One of the strangest tendencies I’ve found in ministry is that people will meet you for the first time and tell whoppers—huge lies. I’m not sure why they do this, but they do. I suspect they don’t tell these lies out of malice but out of a desire to have people like them. Perhaps it’s a nervous reaction, or something of the sort. What types of lies do they tell? Let me provide three examples.

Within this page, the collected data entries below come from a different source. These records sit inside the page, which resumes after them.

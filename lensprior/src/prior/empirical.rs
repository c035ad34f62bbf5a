//! Covariant parameters from empirical relations.
//!
//! One sample follows the physical chain
//!
//! 1. a lens and a source redshift, weighted by comoving volume,
//! 2. the lens velocity dispersion, weighted by the velocity dispersion
//!    function,
//! 3. lens quantities from σ: absolute and apparent magnitude
//!    (Faber-Jackson), Einstein radius (SIS), effective radius (Fundamental
//!    Plane), mass slope (mass hyperplane) and light axis ratio,
//! 4. source quantities from z_src: UV magnitude from the luminosity function
//!    and effective radius from the size relation,
//!
//! then fills every remaining parameter with an independent draw. Each
//! derived parameter has a fixed slot (`lens_mass.gamma`, `lens_light.q`, ...)
//! and is only derived when its slot names a model in the configuration.

use rand::Rng;
use shared::GridSpec;

use super::compose::{
    compile_components, convert_all_qphi, draw_all_independent, reframe_source_center,
    share_lens_center, ComponentDraws, WeightedGrid,
};
use crate::config::{BnnOmega, ParameterSpec, PriorConfig};
use crate::cosmology::Cosmology;
use crate::empirical::{
    AxisRatioRayleigh, EmpiricalModel, FaberJackson, FundamentalMassHyperplane, FundamentalPlane,
    LuminosityFunction, SizeLuminosityRelation,
};
use crate::error::{PriorError, Result};
use crate::lensing::einstein_radius_sis;
use crate::sample::{Component, Sample};

/// Absolute UV magnitudes a source magnitude is drawn from
pub const SOURCE_MAGNITUDE_GRID: GridSpec = GridSpec {
    start: -23.0,
    stop: -17.8,
    step: 0.2,
};

/// Extinction along the line of sight, in magnitudes. No dust model.
const DUST_EXTINCTION: f64 = 0.0;

/// Parameters each component may derive from a model
fn model_slots(component: Component) -> &'static [&'static str] {
    match component {
        Component::LensMass => &["theta_E", "gamma"],
        Component::LensLight => &["magnitude", "R_sersic", "q"],
        Component::SrcLight => &["magnitude", "R_sersic"],
        Component::ExternalShear | Component::AgnLight => &[],
    }
}

/// Resolve the model named in slot `component.param`, if any, and check it
/// produces what the slot needs.
fn resolve_slot<T>(
    omega: &BnnOmega,
    component: Component,
    param: &str,
    pick: impl FnOnce(EmpiricalModel) -> Option<T>,
) -> Result<Option<T>> {
    let Some(ParameterSpec::Model(spec)) = omega.component(component).and_then(|c| c.get(param)) else {
        return Ok(None);
    };
    let model = EmpiricalModel::from_spec(spec)?;
    let role = model.role();
    pick(model).map(Some).ok_or_else(|| {
        PriorError::config(format!(
            "{component}.{param} cannot be derived from the {role} model '{}'",
            spec.name
        ))
    })
}

/// Prior with marginally covariant parameters
#[derive(Debug, Clone)]
pub struct EmpiricalPrior {
    components: Vec<ComponentDraws>,
    cosmo: Cosmology,
    redshift: WeightedGrid,
    vel_disp: WeightedGrid,
    sis_theta_e: bool,
    mass_slope: Option<FundamentalMassHyperplane>,
    lens_luminosity: Option<FaberJackson>,
    lens_size: Option<FundamentalPlane>,
    lens_axis_ratio: Option<AxisRatioRayleigh>,
    src_luminosity: Option<LuminosityFunction>,
    src_size: Option<SizeLuminosityRelation>,
    src_magnitudes: Vec<f64>,
}

impl EmpiricalPrior {
    pub fn new(config: &PriorConfig) -> Result<Self> {
        let omega = &config.bnn_omega;
        let missing = |key: &str| PriorError::config(format!("EmpiricalBNNPrior requires bnn_omega.{key}"));
        let cosmo = Cosmology::from_config(omega.cosmology.as_ref().ok_or_else(|| missing("cosmology"))?)?;
        let redshift = WeightedGrid::redshifts(&cosmo, omega.redshift.as_ref().ok_or_else(|| missing("redshift"))?)?;
        let vel_disp_config = omega
            .kinematics
            .as_ref()
            .ok_or_else(|| missing("kinematics"))?
            .velocity_dispersion
            .as_ref()
            .ok_or_else(|| missing("kinematics.velocity_dispersion"))?;
        let vel_disp = WeightedGrid::velocity_dispersions(vel_disp_config)?;

        use Component::{LensLight, LensMass, SrcLight};
        let sis_theta_e = resolve_slot(omega, LensMass, "theta_E", |m| {
            matches!(m, EmpiricalModel::SisEinsteinRadius).then_some(())
        })?
        .is_some();
        let mass_slope = resolve_slot(omega, LensMass, "gamma", |m| match m {
            EmpiricalModel::MassSlope(model) => Some(model),
            _ => None,
        })?;
        let lens_luminosity = resolve_slot(omega, LensLight, "magnitude", |m| match m {
            EmpiricalModel::FaberJackson(model) => Some(model),
            _ => None,
        })?;
        let lens_size = resolve_slot(omega, LensLight, "R_sersic", |m| match m {
            EmpiricalModel::FundamentalPlane(model) => Some(model),
            _ => None,
        })?;
        let lens_axis_ratio = resolve_slot(omega, LensLight, "q", |m| match m {
            EmpiricalModel::AxisRatio(model) => Some(model),
            _ => None,
        })?;
        let src_luminosity = resolve_slot(omega, SrcLight, "magnitude", |m| match m {
            EmpiricalModel::LuminosityFunction(model) => Some(model),
            _ => None,
        })?;
        let src_size = resolve_slot(omega, SrcLight, "R_sersic", |m| match m {
            EmpiricalModel::SizeRelation(model) => Some(model),
            _ => None,
        })?;

        // Each relation needs the output of the one before it
        if lens_size.is_some() && lens_luminosity.is_none() {
            return Err(PriorError::config(
                "lens_light.R_sersic from the Fundamental Plane needs lens_light.magnitude from FaberJackson",
            ));
        }
        if mass_slope.is_some() && lens_size.is_none() {
            return Err(PriorError::config(
                "lens_mass.gamma from the mass hyperplane needs lens_light.R_sersic from FundamentalPlane",
            ));
        }
        if src_size.is_some() && src_luminosity.is_none() {
            return Err(PriorError::config(
                "src_light.R_sersic from the size relation needs src_light.magnitude from a luminosity function",
            ));
        }

        let components = compile_components(
            &config.components,
            |component| config.component_spec(component),
            model_slots,
        )?;

        Ok(Self {
            components,
            cosmo,
            redshift,
            vel_disp,
            sis_theta_e,
            mass_slope,
            lens_luminosity,
            lens_size,
            lens_axis_ratio,
            src_luminosity,
            src_size,
            src_magnitudes: SOURCE_MAGNITUDE_GRID.values(),
        })
    }

    pub(crate) fn draws(&self) -> &[ComponentDraws] {
        &self.components
    }

    pub fn cosmology(&self) -> &Cosmology {
        &self.cosmo
    }

    pub fn sample<R: Rng + ?Sized>(&self, rng: &mut R) -> Result<Sample> {
        let active: Vec<_> = self.components.iter().map(|d| d.component).collect();
        let mut sample = Sample::with_components(&active);

        let (z_lens, z_src) = self.redshift.choose_pair(rng)?;
        let vel_disp = self.vel_disp.choose(rng)?;
        sample.misc.insert("z_lens".into(), z_lens);
        sample.misc.insert("z_src".into(), z_src);
        sample.misc.insert("vel_disp_iso".into(), vel_disp);

        self.derive_lens(&mut sample, vel_disp, z_lens, z_src, rng)?;
        self.derive_source(&mut sample, z_src, rng)?;

        draw_all_independent(&mut sample, &self.components, rng)?;
        convert_all_qphi(&mut sample, &self.components);
        reframe_source_center(&mut sample, "center_x", "center_y");
        share_lens_center(&mut sample);
        Ok(sample)
    }

    fn derive_lens<R: Rng + ?Sized>(
        &self,
        sample: &mut Sample,
        vel_disp: f64,
        z_lens: f64,
        z_src: f64,
        rng: &mut R,
    ) -> Result<()> {
        if self.sis_theta_e {
            let theta_e = einstein_radius_sis(&self.cosmo, vel_disp, z_lens, z_src)?;
            derive(sample, Component::LensMass, "theta_E", theta_e);
        }

        if let Some(faber_jackson) = &self.lens_luminosity {
            let abmag = faber_jackson.sample_absolute_magnitude(vel_disp, rng);
            let apmag = abmag + self.cosmo.distmod(z_lens)? - DUST_EXTINCTION;
            sample.misc.insert("lens_light_abmag".into(), abmag);
            derive(sample, Component::LensLight, "magnitude", apmag);

            if let Some(plane) = &self.lens_size {
                let r_eff_kpc = plane.sample_effective_radius(vel_disp, apmag, rng);
                let r_eff = r_eff_kpc * self.cosmo.arcsec_per_kpc_comoving(z_lens)?;
                sample.misc.insert("lens_light_R_eff".into(), r_eff_kpc);
                derive(sample, Component::LensLight, "R_sersic", r_eff);

                if let Some(hyperplane) = &self.mass_slope {
                    let gamma = hyperplane.sample_gamma(r_eff_kpc, rng);
                    derive(sample, Component::LensMass, "gamma", gamma);
                }
            }
        }

        if let Some(axis_ratio) = &self.lens_axis_ratio {
            let q = axis_ratio.sample_axis_ratio(vel_disp, rng)?;
            derive(sample, Component::LensLight, "q", q);
        }
        Ok(())
    }

    fn derive_source<R: Rng + ?Sized>(&self, sample: &mut Sample, z_src: f64, rng: &mut R) -> Result<()> {
        let Some(luminosity) = &self.src_luminosity else {
            return Ok(());
        };
        let weights = luminosity.weights(z_src, &self.src_magnitudes);
        let abmag = crate::empirical::choose_weighted(&self.src_magnitudes, &weights, rng)?;
        let apmag = abmag + self.cosmo.distmod(z_src)? - DUST_EXTINCTION;
        sample.misc.insert("src_light_abmag".into(), abmag);
        derive(sample, Component::SrcLight, "magnitude", apmag);

        if let Some(size) = &self.src_size {
            let r_eff_kpc = size.sample_effective_radius(z_src, abmag, rng);
            let r_eff = r_eff_kpc * self.cosmo.arcsec_per_kpc_comoving(z_src)?;
            sample.misc.insert("src_light_R_eff".into(), r_eff_kpc);
            derive(sample, Component::SrcLight, "R_sersic", r_eff);
        }
        Ok(())
    }
}

/// Store a derived value if `component` is active
fn derive(sample: &mut Sample, component: Component, name: &str, value: f64) {
    if let Some(params) = sample.components.get_mut(component) {
        log::trace!("{component}.{name} = {value} (derived)");
        params.insert(name.to_string(), value);
    }
}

First, as a pastor of a mission work my congregation met in a rented public school facility. I always hoped and prayed for something more permanent, but real estate prices being what they are, I knew that it would likely take as much as a million dollars or more to buy five acres of land (the minimum amount of property for a church in my local municipality) and build a basic structure suitable for worship and Sunday School. From time to time visitors would come, enjoy worship, and talk to me after the service. Not once, but at least on several different occasions I had people tell me, “Oh? That’s all you need? I think I can help you get that.” The first time I heard this I became excited at the prospects of getting financial help for the church but had my hopes quickly extinguished when nothing ever materialized. The second and third times I heard this promise, I guarded my expectations with a healthy dose of skepticism and saved myself heartache when nothing later materialized. Why would you say something like this if you had no intention on following through with it?

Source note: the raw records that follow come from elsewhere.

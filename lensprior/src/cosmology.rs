//! Background cosmology for converting physical to observed quantities
//!
//! A wCDM model without radiation: matter density `Om0`, dark energy density
//! `Ode0` with constant equation of state `w0`, and curvature
//! `Ok0 = 1 - Om0 - Ode0`. Leaving out `Ode0` closes the universe flat, and
//! leaving out `w0` gives a cosmological constant, so `{H0, Om0}` alone is flat
//! ΛCDM.
//!
//! Distances are in Mpc. The line-of-sight comoving distance is a Simpson
//! integral of `1/E(z)`; every other distance follows from it in closed form.
//! A `Cosmology` is immutable once built and is shared read-only by every
//! sampler in a run.

use shared::algo::simpson;

use crate::config::CosmologyConfig;
use crate::error::{PriorError, Result};

/// Speed of light in km/s
pub const SPEED_OF_LIGHT_KM_S: f64 = 299_792.458;

/// Arcseconds per radian
pub const ARCSEC_PER_RADIAN: f64 = 206_264.806_247_096_36;

/// Simpson sub-intervals for each distance integral
const DISTANCE_INTERVALS: usize = 1000;

/// Curvature below this magnitude is treated as flat
const FLAT_TOLERANCE: f64 = 1e-12;

#[derive(Debug, Clone, Copy, PartialEq)]
pub struct Cosmology {
    h0: f64,
    om0: f64,
    ode0: f64,
    ok0: f64,
    w0: f64,
}

impl Cosmology {
    /// Build a wCDM cosmology.
    ///
    /// # Arguments
    /// * `h0` - Hubble constant in km/s/Mpc
    /// * `om0` - Matter density in units of the critical density
    /// * `ode0` - Dark energy density, `1 - om0` if `None`
    /// * `w0` - Dark energy equation of state, `-1` if `None`
    pub fn new(h0: f64, om0: f64, ode0: Option<f64>, w0: Option<f64>) -> Result<Self> {
        let ode0 = ode0.unwrap_or(1.0 - om0);
        let w0 = w0.unwrap_or(-1.0);
        if !(h0 > 0.0 && h0.is_finite()) {
            return Err(PriorError::config(format!("H0 must be positive, got {h0}")));
        }
        if !(om0 >= 0.0 && om0.is_finite()) {
            return Err(PriorError::config(format!(
                "Om0 must be non-negative, got {om0}"
            )));
        }
        if !ode0.is_finite() || !w0.is_finite() {
            return Err(PriorError::config("Ode0 and w0 must be finite"));
        }

        let cosmo = Self {
            h0,
            om0,
            ode0,
            ok0: 1.0 - om0 - ode0,
            w0,
        };
        log::debug!(
            "Cosmology H0={h0} Om0={om0} Ode0={ode0} Ok0={:.3} w0={w0}",
            cosmo.ok0
        );
        Ok(cosmo)
    }

    pub fn from_config(config: &CosmologyConfig) -> Result<Self> {
        Self::new(config.h0, config.om0, config.ode0, config.w0)
    }

    /// Flat ΛCDM with the given Hubble constant and matter density.
    pub fn flat(h0: f64, om0: f64) -> Result<Self> {
        Self::new(h0, om0, None, None)
    }

    pub fn h0(&self) -> f64 {
        self.h0
    }

    pub fn om0(&self) -> f64 {
        self.om0
    }

    pub fn ode0(&self) -> f64 {
        self.ode0
    }

    pub fn ok0(&self) -> f64 {
        self.ok0
    }

    pub fn w0(&self) -> f64 {
        self.w0
    }

    /// Hubble distance c/H0 in Mpc
    pub fn hubble_distance(&self) -> f64 {
        SPEED_OF_LIGHT_KM_S / self.h0
    }

    /// Dimensionless Hubble parameter E(z) = H(z)/H0
    pub fn efunc(&self, z: f64) -> f64 {
        let zp1 = 1.0 + z;
        (self.om0 * zp1.powi(3)
            + self.ok0 * zp1.powi(2)
            + self.ode0 * zp1.powf(3.0 * (1.0 + self.w0)))
        .sqrt()
    }

    /// Line-of-sight comoving distance between two redshifts, in Mpc
    fn comoving_distance_z1z2(&self, z1: f64, z2: f64) -> Result<f64> {
        let integral = simpson(|z| 1.0 / self.efunc(z), z1, z2, DISTANCE_INTERVALS)?;
        Ok(self.hubble_distance() * integral)
    }

    /// Line-of-sight comoving distance to redshift `z`, in Mpc
    pub fn comoving_distance(&self, z: f64) -> Result<f64> {
        self.comoving_distance_z1z2(0.0, z)
    }

    /// Map a line-of-sight comoving distance to a transverse one.
    fn transverse_from_line_of_sight(&self, dc: f64) -> f64 {
        let dh = self.hubble_distance();
        if self.ok0 > FLAT_TOLERANCE {
            let sqrt_ok = self.ok0.sqrt();
            dh / sqrt_ok * (sqrt_ok * dc / dh).sinh()
        } else if self.ok0 < -FLAT_TOLERANCE {
            let sqrt_ok = (-self.ok0).sqrt();
            dh / sqrt_ok * (sqrt_ok * dc / dh).sin()
        } else {
            dc
        }
    }

    /// Transverse comoving distance D_M to redshift `z`, in Mpc
    pub fn comoving_transverse_distance(&self, z: f64) -> Result<f64> {
        Ok(self.transverse_from_line_of_sight(self.comoving_distance(z)?))
    }

    /// Angular diameter distance D_A to redshift `z`, in Mpc
    pub fn angular_diameter_distance(&self, z: f64) -> Result<f64> {
        Ok(self.comoving_transverse_distance(z)? / (1.0 + z))
    }

    /// Angular diameter distance between two redshifts, in Mpc
    ///
    /// This is the lens-to-source distance D_ls of lensing formulae. It is
    /// only defined for `z1 <= z2`.
    pub fn angular_diameter_distance_z1z2(&self, z1: f64, z2: f64) -> Result<f64> {
        if z2 < z1 {
            return Err(PriorError::config(format!(
                "angular diameter distance needs z1 <= z2, got {z1} > {z2}"
            )));
        }
        let dm1 = self.comoving_transverse_distance(z1)?;
        let dm2 = self.comoving_transverse_distance(z2)?;
        let dh = self.hubble_distance();
        let ok = self.ok0;
        let dm12 = dm2 * (1.0 + ok * dm1 * dm1 / (dh * dh)).sqrt()
            - dm1 * (1.0 + ok * dm2 * dm2 / (dh * dh)).sqrt();
        Ok(dm12 / (1.0 + z2))
    }

    /// Luminosity distance D_L to redshift `z`, in Mpc
    pub fn luminosity_distance(&self, z: f64) -> Result<f64> {
        Ok(self.comoving_transverse_distance(z)? * (1.0 + z))
    }

    /// Distance modulus 5 log10(D_L / 10 pc) at redshift `z`
    pub fn distmod(&self, z: f64) -> Result<f64> {
        Ok(5.0 * self.luminosity_distance(z)?.log10() + 25.0)
    }

    /// Differential comoving volume dV/dz/dΩ at redshift `z`, in Mpc³/sr
    pub fn differential_comoving_volume(&self, z: f64) -> Result<f64> {
        let dm = self.comoving_transverse_distance(z)?;
        Ok(self.hubble_distance() * dm * dm / self.efunc(z))
    }

    /// [`Self::differential_comoving_volume`] over a sorted grid, integrating
    /// each slice between neighbouring points only once.
    pub fn differential_comoving_volume_grid(&self, z_grid: &[f64]) -> Result<Vec<f64>> {
        let mut volumes = Vec::with_capacity(z_grid.len());
        let mut dc = 0.0;
        let mut z_prev = 0.0;
        for &z in z_grid {
            dc += self.comoving_distance_z1z2(z_prev, z)?;
            z_prev = z;
            let dm = self.transverse_from_line_of_sight(dc);
            volumes.push(self.hubble_distance() * dm * dm / self.efunc(z));
        }
        Ok(volumes)
    }

    /// Angle in arcseconds subtended by 1 comoving kpc at redshift `z`
    pub fn arcsec_per_kpc_comoving(&self, z: f64) -> Result<f64> {
        let dm_kpc = self.comoving_transverse_distance(z)? * 1000.0;
        Ok(ARCSEC_PER_RADIAN / dm_kpc)
    }

    /// Angle in arcseconds subtended by 1 proper kpc at redshift `z`
    pub fn arcsec_per_kpc_proper(&self, z: f64) -> Result<f64> {
        let da_kpc = self.angular_diameter_distance(z)? * 1000.0;
        Ok(ARCSEC_PER_RADIAN / da_kpc)
    }
}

Second, from time to time we would have first time visitors and I made a point of greeting them, as did a number of people in the church. We were always encouraged but especially excited when people indicated that they wanted to join. On several occasions I had some of these first time visitors tell me, “We’ve been searching for a new church home for a long time and we think this is it! We love your church and want to join.” I was surprised but nonetheless excited. Sure, it was a little precipitous, but why not. Once again my hopes were dashed upon the rocks of reality when these families never showed up again. I tried calling, writing, e-mailing, and the like. Nothing but chirping crickets and a big ball of tumbleweed blowing by. Why would you say something like this if you had no intention of joining the church to begin with?

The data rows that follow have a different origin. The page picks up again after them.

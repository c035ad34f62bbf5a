//! Per-sample metadata rows and their CSV export.
//!
//! A row is the flat `{component}_{param}` view of a sample
//! ([`Sample::flatten`](crate::sample::Sample::flatten)). The `add_*`
//! helpers append alternate parameterisations that downstream training code
//! expects next to the sampled ones.

use std::collections::BTreeMap;
use std::fs::File;
use std::io::{BufWriter, Write};
use std::path::Path;

use crate::ellipticity::{ellipticity2phi_q, shear_polar2cartesian};
use crate::error::Result;

/// One flattened sample
pub type Row = BTreeMap<String, f64>;

/// Add `{comp}_q`, `{comp}_phi` for every `{comp}_e1`, `{comp}_e2` pair.
pub fn add_qphi_columns(row: &mut Row) {
    let components: Vec<String> = row
        .keys()
        .filter_map(|key| key.strip_suffix("_e1"))
        .filter(|comp| row.contains_key(&format!("{comp}_e2")))
        .map(str::to_string)
        .collect();
    for comp in components {
        let (e1, e2) = (row[&format!("{comp}_e1")], row[&format!("{comp}_e2")]);
        let (phi, q) = ellipticity2phi_q(e1, e2);
        row.insert(format!("{comp}_q"), q);
        row.insert(format!("{comp}_phi"), phi);
    }
}

/// Add the Cartesian external shear `external_shear_gamma1`, `_gamma2`.
///
/// # Returns
/// Whether the row had `gamma_ext` and `psi_ext` to convert
pub fn add_g1g2_columns(row: &mut Row) -> bool {
    let (Some(&gamma), Some(&psi)) = (
        row.get("external_shear_gamma_ext"),
        row.get("external_shear_psi_ext"),
    ) else {
        return false;
    };
    let (gamma1, gamma2) = shear_polar2cartesian(psi, gamma);
    row.insert("external_shear_gamma1".into(), gamma1);
    row.insert("external_shear_gamma2".into(), gamma2);
    true
}

/// Add the source position relative to the lens, `src_light_pos_offset_x/y`.
pub fn add_relative_src_offset(row: &mut Row) -> bool {
    let get = |key: &str| row.get(key).copied();
    let (Some(src_x), Some(src_y), Some(lens_x), Some(lens_y)) = (
        get("src_light_center_x"),
        get("src_light_center_y"),
        get("lens_mass_center_x"),
        get("lens_mass_center_y"),
    ) else {
        return false;
    };
    row.insert("src_light_pos_offset_x".into(), src_x - lens_x);
    row.insert("src_light_pos_offset_y".into(), src_y - lens_y);
    true
}

/// Streaming CSV export of metadata rows.
///
/// The header is the sorted key set of the first row. Later rows are written
/// against that header: missing columns are left empty and extra columns are
/// dropped with a warning. Rows are flushed every `checkpoint_interval`.
#[derive(Debug)]
pub struct MetadataWriter {
    out: BufWriter<File>,
    header: Option<Vec<String>>,
    checkpoint_interval: usize,
    rows: usize,
}

impl MetadataWriter {
    pub fn create<P: AsRef<Path>>(path: P, checkpoint_interval: usize) -> Result<Self> {
        let file = File::create(path.as_ref())?;
        log::info!("Writing metadata to {}", path.as_ref().display());
        Ok(Self {
            out: BufWriter::new(file),
            header: None,
            checkpoint_interval: checkpoint_interval.max(1),
            rows: 0,
        })
    }

    pub fn header(&self) -> Option<&[String]> {
        self.header.as_deref()
    }

    /// Number of rows written so far
    pub fn rows(&self) -> usize {
        self.rows
    }

    pub fn write_row(&mut self, row: &Row) -> Result<()> {
        if self.header.is_none() {
            let header: Vec<String> = row.keys().cloned().collect();
            writeln!(self.out, "{}", header.join(","))?;
            self.header = Some(header);
        }
        let header = self.header.as_deref().unwrap_or_default();
        let extra = row.keys().filter(|k| header.binary_search(*k).is_err()).count();
        if extra > 0 {
            log::warn!("Dropping {extra} metadata columns not in the header of the first row");
        }
        let cells: Vec<String> = header
            .iter()
            .map(|key| row.get(key).map(|v| v.to_string()).unwrap_or_default())
            .collect();
        writeln!(self.out, "{}", cells.join(","))?;

        self.rows += 1;
        if self.rows == 1 || self.rows % self.checkpoint_interval == 0 {
            self.out.flush()?;
        }
        Ok(())
    }

    pub fn finish(mut self) -> Result<()> {
        self.out.flush()?;
        Ok(())
    }
}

Third, after church I would make an effort to talk with as many people as I could. In the course of these post-worship discussions I frequently heard the following: “Oh we’d love to have you over some time. Perhaps dinner? We’ll be in touch.” What happened afterwards? Nothing. I sat by my phone like a geek with a pocket protector waiting for someone to call me to go out. Why would you say something like this if you had no intention of making good on your invitation?
In each of these scenarios it seems like the old movie theater rule is best: silence is golden. There is no need to impress people with the amount of money you might be able to give to the church. There is no need to tell people that you will join the church, especially if it’s your first Sunday. And there is no need to tell people you will invite them over if you’re not truly serious about it. Quietly investigate whether you can help the church and then write the check! Don’t tell the pastor you want to join unless you’re truly ready to pull the trigger. And don’t tell people you’ll invite them over unless you’re ready to pull out your calendar and set a date right then and there. Mean what you say, and say what you mean. Or, in biblical terms, “Let your ‘yes’ be yes and your ‘no’ be no” (James 5:12).
As a pastor, be aware that people will do these things to you, but also be mindful that you don’t do them to others. As a church member, don’t do these things either!